EXERCISE
Start with the first line of the data and end with the line that holds "use crate::haversine::Coordinate;"; write out each one exactly.

RECORDS FOR THE EXERCISE
//! Seams to external collaborators.
//!
//! The planner core never talks to the network. Directions come in through
//! [`RouteProvider`], implemented here for OSRM and OpenRouteService.

use crate::haversine::Coordinate;
use crate::polyline::{PolylineError, RouteInfo};

/// Fetches a driving route between two points.
pub trait RouteProvider {
    fn route(&self, start: Coordinate, end: Coordinate) -> Result<RouteInfo, RoutingError>;
}

impl<P: RouteProvider + ?Sized> RouteProvider for &P {
    fn route(&self, start: Coordinate, end: Coordinate) -> Result<RouteInfo, RoutingError> {
        (**self).route(start, end)
    }
}

impl<P: RouteProvider + ?Sized> RouteProvider for Box<P> {
    fn route(&self, start: Coordinate, end: Coordinate) -> Result<RouteInfo, RoutingError> {
        (**self).route(start, end)
    }
}

/// Why a route could not be produced.
#[derive(Debug, thiserror::Error)]
pub enum RoutingError {
    /// Provider needs credentials that were not configured
    #[error("ROUTING_API_KEY is not configured")]
    MissingApiKey,

    /// HTTP request failed (network error, timeout, etc.)
    #[error("error calling routing API: {0}")]
    Http(#[from] reqwest::Error),

    /// Provider returned a non-success status
    #[error("routing API returned {status}: {message}")]
    Api { status: u16, message: String },

    /// Body did not have the expected shape
    #[error("unexpected routing API response: {0}")]
    UnexpectedResponse(String),

    /// Provider answered but found no route between the points
    #[error("no route found between the given points")]
    NoRoute,

    #[error("invalid route geometry: {0}")]
    Geometry(#[from] PolylineError),
}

ANSWER BOX
//! Seams to external collaborators.
//!
//! The planner core never talks to the network. Directions come in through
//! [`RouteProvider`], implemented here for OSRM and OpenRouteService.

use crate::haversine::Coordinate;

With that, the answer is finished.